Why not matching the ref element to make the link :

<xsl:template match="item">
<li><xsl:apply-templates/></li>
</xsl:template>
<xsl:template match="ref">
<a href="country.aspx?id={@id}"><xsl:apply-templates/></a>
</xsl:template>
<xsl:template match="ref/b">
<xsl:apply-templates/>
</xsl:template>

Note that I never use <xsl:value-of> here, just <xsl:apply-templates/> which by default display the text just like <xsl:value-of> when current node is text.
One of the default XSLT template is :
<xsl:template match="text()">
<xsl:value-of select="."/>
</xsl:template>
So you don't need to write it.

Hope this helps,
Regards,
Matt.

Le 25/05/2011 17:54, Frank Brooks a écrit :
Hi,

I'm new to XSL.  Currently I'm using XSLT 1.0 parsing tools.

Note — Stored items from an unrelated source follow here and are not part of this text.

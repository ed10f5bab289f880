//! Short-lived cache for expensive per-user aggregate reads.
//!
//! # Caching Strategy
//!
//! - **One entry per user**: keyed by user id, holding the last computed value
//!   and the instant it was written.
//! - **Lazy expiry**: a read is a hit only while `now - written_at < ttl`.
//!   There is no eviction task; expired entries are dropped when read, and
//!   all of them at once by the first write after each TTL.
//! - **Invalidation**: writers that change a user's usage or plan call
//!   [`ResponseCache::invalidate`]. A load that started before an
//!   invalidation does not store its (possibly stale) result.
//! - **Lifecycle**: `new`, `invalidate`, `close`. A closed cache never
//!   stores or returns entries.
//!
//! ```toml
//! [response_cache]
//! enabled = true
//! ttl_secs = 30
//! ```

use std::{
    collections::HashMap,
    future::Future,
    sync::atomic::{AtomicBool, Ordering},
    time::Duration,
};

use parking_lot::Mutex;
use tokio::time::Instant;

use crate::{config::ResponseCacheConfig, observability::metrics};

struct CacheEntry<V> {
    value: V,
    written_at: Instant,
}

struct CacheState<V> {
    entries: HashMap<String, CacheEntry<V>>,
    /// Keys with a load in progress. A key leaves when its last load ends,
    /// so this holds at most one slot per concurrent reader.
    loads: HashMap<String, PendingLoads>,
    last_purge: Instant,
}

#[derive(Default)]
struct PendingLoads {
    count: usize,
    /// Bumped by every invalidation while a load is pending.
    generation: u64,
}

impl<V> CacheState<V> {
    /// Insert an entry, first dropping expired ones if a TTL has passed
    /// since the last purge.
    fn store(&mut self, key: &str, value: V, ttl: Duration) {
        let now = Instant::now();
        if now.duration_since(self.last_purge) >= ttl {
            self.entries
                .retain(|_, entry| now.duration_since(entry.written_at) < ttl);
            self.last_purge = now;
        }
        self.entries.insert(
            key.to_string(),
            CacheEntry {
                value,
                written_at: now,
            },
        );
    }
}

/// Releases a key's pending-load slot, also when the load fails or is
/// dropped mid-flight.
struct PendingLoad<'a, V> {
    state: &'a Mutex<CacheState<V>>,
    key: &'a str,
}

impl<V> Drop for PendingLoad<'_, V> {
    fn drop(&mut self) {
        let mut state = self.state.lock();
        let finished = match state.loads.get_mut(self.key) {
            Some(pending) => {
                pending.count = pending.count.saturating_sub(1);
                pending.count == 0
            }
            None => false,
        };
        if finished {
            state.loads.remove(self.key);
        }
    }
}

pub struct ResponseCache<V> {
    enabled: bool,
    ttl: Duration,
    state: Mutex<CacheState<V>>,
    closed: AtomicBool,
}

impl<V: Clone> ResponseCache<V> {
    pub fn new(config: &ResponseCacheConfig) -> Self {
        Self {
            enabled: config.enabled,
            ttl: config.ttl(),
            state: Mutex::new(CacheState {
                entries: HashMap::new(),
                loads: HashMap::new(),
                last_purge: Instant::now(),
            }),
            closed: AtomicBool::new(false),
        }
    }

    fn is_active(&self) -> bool {
        self.enabled && !self.closed.load(Ordering::Acquire)
    }

    /// Cached value for `key` if it is younger than the TTL.
    pub fn get(&self, key: &str) -> Option<V> {
        if !self.is_active() {
            return None;
        }

        let mut state = self.state.lock();
        let fresh = state
            .entries
            .get(key)
            .map(|entry| entry.written_at.elapsed() < self.ttl);

        match fresh {
            Some(true) => {
                metrics::record_cache("hit");
                state.entries.get(key).map(|entry| entry.value.clone())
            }
            Some(false) => {
                state.entries.remove(key);
                metrics::record_cache("miss");
                None
            }
            None => {
                metrics::record_cache("miss");
                None
            }
        }
    }

    /// Store a value computed now.
    pub fn insert(&self, key: &str, value: V) {
        if !self.is_active() {
            return;
        }
        self.state.lock().store(key, value, self.ttl);
    }

    /// Return the cached value, or run `load` and cache its result.
    ///
    /// If `key` is invalidated while `load` runs, the result is returned to
    /// this caller but not cached.
    pub async fn get_or_load<F, Fut, E>(&self, key: &str, load: F) -> Result<V, E>
    where
        F: FnOnce() -> Fut,
        Fut: Future<Output = Result<V, E>>,
    {
        if let Some(value) = self.get(key) {
            return Ok(value);
        }

        let generation = {
            let mut state = self.state.lock();
            let pending = state.loads.entry(key.to_string()).or_default();
            pending.count += 1;
            pending.generation
        };
        let slot = PendingLoad {
            state: &self.state,
            key,
        };

        let value = load().await?;

        if self.is_active() {
            let mut state = self.state.lock();
            let current = state.loads.get(key).map(|pending| pending.generation);
            if current == Some(generation) {
                state.store(key, value.clone(), self.ttl);
            }
        }
        drop(slot);

        Ok(value)
    }

    /// Drop the entry for `key`. The next read recomputes it.
    pub fn invalidate(&self, key: &str) {
        let mut state = self.state.lock();
        state.entries.remove(key);
        if let Some(pending) = state.loads.get_mut(key) {
            pending.generation += 1;
        }
        metrics::record_cache("invalidate");
    }

    /// Drop every entry and stop caching.
    pub fn close(&self) {
        self.closed.store(true, Ordering::Release);
        let mut state = self.state.lock();
        state.entries.clear();
        state.loads.clear();
    }

    pub fn is_closed(&self) -> bool {
        self.closed.load(Ordering::Acquire)
    }

    pub fn len(&self) -> usize {
        self.state.lock().entries.len()
    }

    pub fn is_empty(&self) -> bool {
        self.len() == 0
    }

    /// Keys with a load in progress.
    pub fn pending_loads(&self) -> usize {
        self.state.lock().loads.len()
    }
}

#[cfg(test)]
mod tests {
    use std::sync::atomic::AtomicUsize;

    use super::*;

    fn cache(ttl_secs: u64) -> ResponseCache<String> {
        ResponseCache::new(&ResponseCacheConfig {
            ttl_secs,
            ..Default::default()
        })
    }

    #[tokio::test(start_paused = true)]
    async fn test_hit_within_ttl() {
        let cache = cache(30);
        cache.insert("u1", "dashboard".to_string());

        tokio::time::advance(Duration::from_secs(29)).await;
        assert_eq!(cache.get("u1").as_deref(), Some("dashboard"));

        tokio::time::advance(Duration::from_secs(1)).await;
        assert_eq!(cache.get("u1"), None);
        // Expired entries are dropped on read
        assert!(cache.is_empty());
    }

    #[tokio::test(start_paused = true)]
    async fn test_get_or_load_reads_through() {
        let cache = cache(30);
        let loads = AtomicUsize::new(0);
        let counter = &loads;
        let load = move || async move {
            counter.fetch_add(1, Ordering::SeqCst);
            Ok::<_, std::convert::Infallible>("fresh".to_string())
        };

        assert_eq!(cache.get_or_load("u1", load).await.unwrap(), "fresh");
        assert_eq!(cache.get_or_load("u1", load).await.unwrap(), "fresh");
        assert_eq!(loads.load(Ordering::SeqCst), 1);

        cache.invalidate("u1");
        cache.get_or_load("u1", load).await.unwrap();
        assert_eq!(loads.load(Ordering::SeqCst), 2);
    }

    #[tokio::test(start_paused = true)]
    async fn test_load_racing_invalidation_is_not_cached() {
        let cache = cache(30);
        let writer = &cache;
        let value = cache
            .get_or_load("u1", move || async move {
                // A write lands while the read is in flight
                writer.invalidate("u1");
                Ok::<_, std::convert::Infallible>("stale".to_string())
            })
            .await
            .unwrap();

        assert_eq!(value, "stale");
        assert_eq!(cache.get("u1"), None);
    }

    #[tokio::test(start_paused = true)]
    async fn test_load_errors_are_not_cached() {
        let cache = cache(30);
        let result = cache
            .get_or_load("u1", || async { Err::<String, _>("db down") })
            .await;
        assert_eq!(result, Err("db down"));
        assert!(cache.is_empty());
    }

    #[tokio::test(start_paused = true)]
    async fn test_closed_cache_stores_nothing() {
        let cache = cache(30);
        cache.insert("u1", "a".to_string());
        cache.close();

        assert!(cache.is_closed());
        assert_eq!(cache.get("u1"), None);
        cache.insert("u1", "b".to_string());
        assert!(cache.is_empty());
    }

    #[tokio::test(start_paused = true)]
    async fn test_disabled_cache_always_misses() {
        let cache: ResponseCache<String> = ResponseCache::new(&ResponseCacheConfig {
            enabled: false,
            ..Default::default()
        });
        cache.insert("u1", "a".to_string());
        assert_eq!(cache.get("u1"), None);
    }

    #[tokio::test(start_paused = true)]
    async fn test_invalidations_leave_no_state_behind() {
        let cache = cache(30);
        for i in 0..1000 {
            cache.invalidate(&format!("user-{i}"));
        }
        assert_eq!(cache.pending_loads(), 0);

        let loaded = cache
            .get_or_load("u1", || async { Ok::<_, &str>("a".to_string()) })
            .await;
        assert!(loaded.is_ok());
        let failed = cache
            .get_or_load("u2", || async { Err::<String, _>("db down") })
            .await;
        assert!(failed.is_err());
        assert_eq!(cache.pending_loads(), 0);
    }

    #[tokio::test(start_paused = true)]
    async fn test_dropped_load_releases_its_slot() {
        let cache = cache(30);
        let load = cache.get_or_load("u1", || async {
            std::future::pending::<Result<String, &str>>().await
        });
        let timed_out = tokio::time::timeout(Duration::from_secs(1), load).await;
        assert!(timed_out.is_err());
        assert_eq!(cache.pending_loads(), 0);
    }

    #[tokio::test(start_paused = true)]
    async fn test_expired_entries_are_purged_on_write() {
        let cache = cache(30);
        for i in 0..100 {
            cache.insert(&format!("user-{i}"), "old".to_string());
        }
        assert_eq!(cache.len(), 100);

        tokio::time::advance(Duration::from_secs(30)).await;
        cache.insert("late", "new".to_string());
        assert_eq!(cache.len(), 1);
    }
}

I'm integrating content from a 3rd party, where part of the XML looks
like this (i've modified the content from the original):

<item>
<ref id="ireland">
<b>Republic of Ireland</b>
</ref>: is a country with a population of 5 million ...
</item>

The resultant HTML that I WANT will look something like this:

<li><a href="country.aspx?id=ireland">Republic of Ireland</a>: is a
country with a population of 5 million ...</li>

However, no matter what I try, the closest I can come up with is this:

<li><a href="country.aspx?id=ireland">Republic of Ireland</a>:
Republic of Ireland is a country with a population of 5 million
...</li>

(notice the double "Republic of Ireland" in there).  The question is
how do I prevent the text inside the<ref>  tags been repeated, but yet
get the value of the rest of the text outside the<ref>  tags ...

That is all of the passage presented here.